Thursday, January 03, 2008

Predatory Obscenities

"It is symptomatic of the underlying tenor of American life that vulgar terms for sexual intercourse also convey the sense of getting the better of someone, working him over, taking him in, imposing your will through guile, deception, or superior force. Verbs associated with sexual pleasure have acquired more than the usual overtones of violence and psychic exploitation. In the violent world of the ghetto, the language of which now pervades American society as a whole, the violence associated with sexual intercourse is directed with special intensity by men against women, specifically against their mothers. The language of ritualized aggression and abuse reminds those who use it that exploitation is the general rule and some form of dependence the common fate; that "the individual," in Lee Rainwater's words, "is not strong enough or adult enough to achieve his goal in a legitimate way, but is rather like a child, dependent on others who tolerate his childish maneuvers"; accordingly males, even adult males, often depend on women for support and nurture. Many of them have to pimp for a living, ingratiating themselves with a woman in order to pry money from her; sexual relations thus become manipulative and predatory. Satisfaction depends on taking what you want instead of waiting for what is rightfully yours to receive. All this enters everyday speech in language that connects sex with aggression and sexual aggression with highly ambivalent feelings about mothers."
-Christopher Lasch, Culture of Narcissism, p. 67 (1978)

I am no expert on the vulgarities of other languages and cannot judge the slang of American English to be uniquely forceful. Yet Lasch suggests an even darker side to our descent into widespread obscenity. The expletives undeleted from internet rants or the local movie theater reveal not only an incapacity for subtlety, but also an abusive conception of sex: "manipulative and predatory." Lasch's connection of sexual insults to adult male dependency should be kept in mind when reading the next story about trash-talking twenty-something men still trapped in immaturity.

4 comments:

Anonymous said...

Predatory? A rather interesting term for the using of women not according to her own good, but according to the good of another.

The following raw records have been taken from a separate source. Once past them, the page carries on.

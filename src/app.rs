//! Terminal host for the portfolio browser.
//!
//! Reads one command per line, drives the navigator, the lightbox and the
//! content loader, and prints the resulting view as text.

use std::fmt::Write as _;
use std::io::Write;

use anyhow::{Context, Result};
use fluent_bundle::FluentArgs;
use tokio::io::{AsyncBufRead, AsyncBufReadExt};
use tracing::{debug, info};

use crate::browse::{BrowseAction, BrowseNavigator, Grid, Loadable, PaginationWindow, Selection, ViewMode};
use crate::i18n::Messages;
use crate::loader::{ContentLoader, LoadOutcome, Slice};
use crate::locale::Locale;
use crate::models::{ContentStore, MediaKind};
use crate::ui::{Key, LightboxAction, LightboxController, Playback};

const HELP: &str = "\
commands:
  all | category <id> | brand <id> | back | categories | brands
  kind all|image|video | search [term] | more
  open <n> | next | prev | close | key escape|left|right | backdrop
  locale en|ar | show | help | quit";

#[derive(Debug, Clone, PartialEq)]
pub enum Command {
    Browse(BrowseAction),
    /// Up one level: media goes back to brands when there are any, else to categories.
    Back,
    /// Opens the lightbox on the n-th visible item (1-based).
    Open(usize),
    Lightbox(LightboxAction),
    Key(Key),
    Backdrop,
    Locale(Locale),
    Show,
    Help,
    Quit,
}

impl Command {
    pub fn parse(line: &str) -> Result<Self, String> {
        let line = line.trim_start();
        let (word, rest) = match line.split_once(char::is_whitespace) {
            Some((word, rest)) => (word, rest),
            None => (line.trim_end(), ""),
        };
        let arg = rest.trim();

        let command = match word.to_ascii_lowercase().as_str() {
            "all" => Self::Browse(BrowseAction::SelectCategory(Selection::All)),
            "category" | "cat" => {
                if arg.eq_ignore_ascii_case("all") {
                    Self::Browse(BrowseAction::SelectCategory(Selection::All))
                } else {
                    let id = arg
                        .parse()
                        .map_err(|_| format!("invalid category id: {arg:?}"))?;
                    Self::Browse(BrowseAction::SelectCategory(Selection::Only(id)))
                }
            }
            "brand" => {
                if arg.is_empty() || arg.eq_ignore_ascii_case("all") {
                    return Err("brand needs a brand id".to_string());
                }
                Self::Browse(BrowseAction::SelectBrand(arg.to_string()))
            }
            "back" => Self::Back,
            "categories" => Self::Browse(BrowseAction::BackToCategories),
            "brands" => Self::Browse(BrowseAction::BackToBrands),
            "kind" => {
                let kind = if arg.eq_ignore_ascii_case("all") {
                    Selection::All
                } else {
                    Selection::Only(
                        MediaKind::from_name(arg).ok_or_else(|| format!("unknown kind: {arg:?}"))?,
                    )
                };
                Self::Browse(BrowseAction::SetKind(kind))
            }
            // The search term is taken verbatim, surrounding spaces included.
            "search" => Self::Browse(BrowseAction::SetSearch(
                rest.trim_end_matches(|c| c == '\r' || c == '\n').to_string(),
            )),
            "more" => Self::Browse(BrowseAction::LoadMore),
            "open" => {
                let n: usize = arg.parse().map_err(|_| format!("invalid position: {arg:?}"))?;
                Self::Open(n.saturating_sub(1))
            }
            "next" => Self::Lightbox(LightboxAction::Next),
            "prev" | "previous" => Self::Lightbox(LightboxAction::Previous),
            "close" => Self::Lightbox(LightboxAction::Close),
            "key" => Self::Key(Key::from_name(arg).ok_or_else(|| format!("unknown key: {arg:?}"))?),
            "backdrop" => Self::Backdrop,
            "locale" => Self::Locale(arg.parse().map_err(|e| format!("{e}"))?),
            "show" | "" => Self::Show,
            "help" | "?" => Self::Help,
            "quit" | "exit" => Self::Quit,
            other => return Err(format!("unknown command: {other:?}")),
        };
        Ok(command)
    }
}

#[derive(Debug, Clone, Copy, PartialEq, Eq)]
pub enum Flow {
    Continue,
    Quit,
}

pub struct FolioApp<S: ContentStore + 'static> {
    navigator: BrowseNavigator,
    lightbox: LightboxController,
    loader: ContentLoader<S>,
    locale: Locale,
    messages: Messages,
    /// Message key of a pending non-blocking notice.
    notice: Option<&'static str>,
}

The use of emotion laid term predatory, mistakes, and appeals to the lower appetites as if the lower appetite was the reason. Americans have a disordered habit of mistaking emotions, i.e. feelings, for rational thought, and the use of predatory simply further habituates in that same disordered politically correct direction where the proper relation of men and women has been subverted in American culture.

The disordering of American culture is the cause of men not seeing women according to women's proper dignity, a disordering which in turn leads to the disorder of men using women. And that same culture then in turn condemns its progeny, i.e. disordered men, as predatory when that same progeny of the American culture acts disordered according to the disordered nature of the American culture.

A condemning which in turn leads to further disordering by further disordering the proper relation between men and women.

As opposed to using predatory:

Why not simply say the Will choosing not the universal good which is its proper object, but the Will choosing the particular good of the concupiscible appetite?

The latter much more accurately describes what is occurring because it looks to the nature of the act

Anonymous said...

As to sexual references, such as for instance capitalism screws the working man. Screws is a rather apt and accurate description because it teaches in language which is not only understandable but moves from that which is better known to that which is less known with the the using of worker not according to his own good, but according to the good of another understandable according to that which is more commonly known.

Kevin J. Jones said...

"And that same culture then in turn condemns its progeny, i.e. disordered men, as predatory when that same progeny of the American culture acts disordered according to the disordered nature of the American culture."

The man is actually lauded in some cases where he is the victim of such predation. The "teacher seduces male student" stories often garner admiring remarks in popular internet forums.

I think "predatory" better captures the influence of Darwinism or bestial Romanticism even among the uneducated. Much as one would like, writers can't trot out a technical scholastic definition in every discussion.

Anonymous said...

Kevin Jones writes : "The man is actually lauded in some cases where he is the victim of such predation. The "teacher seduces male student" stories often garner admiring remarks in popular internet forums."

Of course it does. It's a fantasy become reality for many a boy. Btw and long long ago, a C.C. High School friend of mine spent his entire senior year getting one of his female teachers into the sack and did succeed at it. Who was seducing whom?

___________________

Kevin Jones writes : "Much as one would like, writers can't trot out a technical scholastic definition in every discussion."

Or course not in Scholastic language, but the same can be put in language is perhaps more understandable and less incendiary than the term predatory brings.

Although, I have spent the day wondering if most Americans have virtually no understanding of universals or of truth. And thus how do you explain the moral law to them except as feelings? Americans still retain some capacity to recognize and distinguish between good and evil. But if if feels good, do it. And if the consequences get in the way of more feelings of good, dismember it at Planned Parenthood.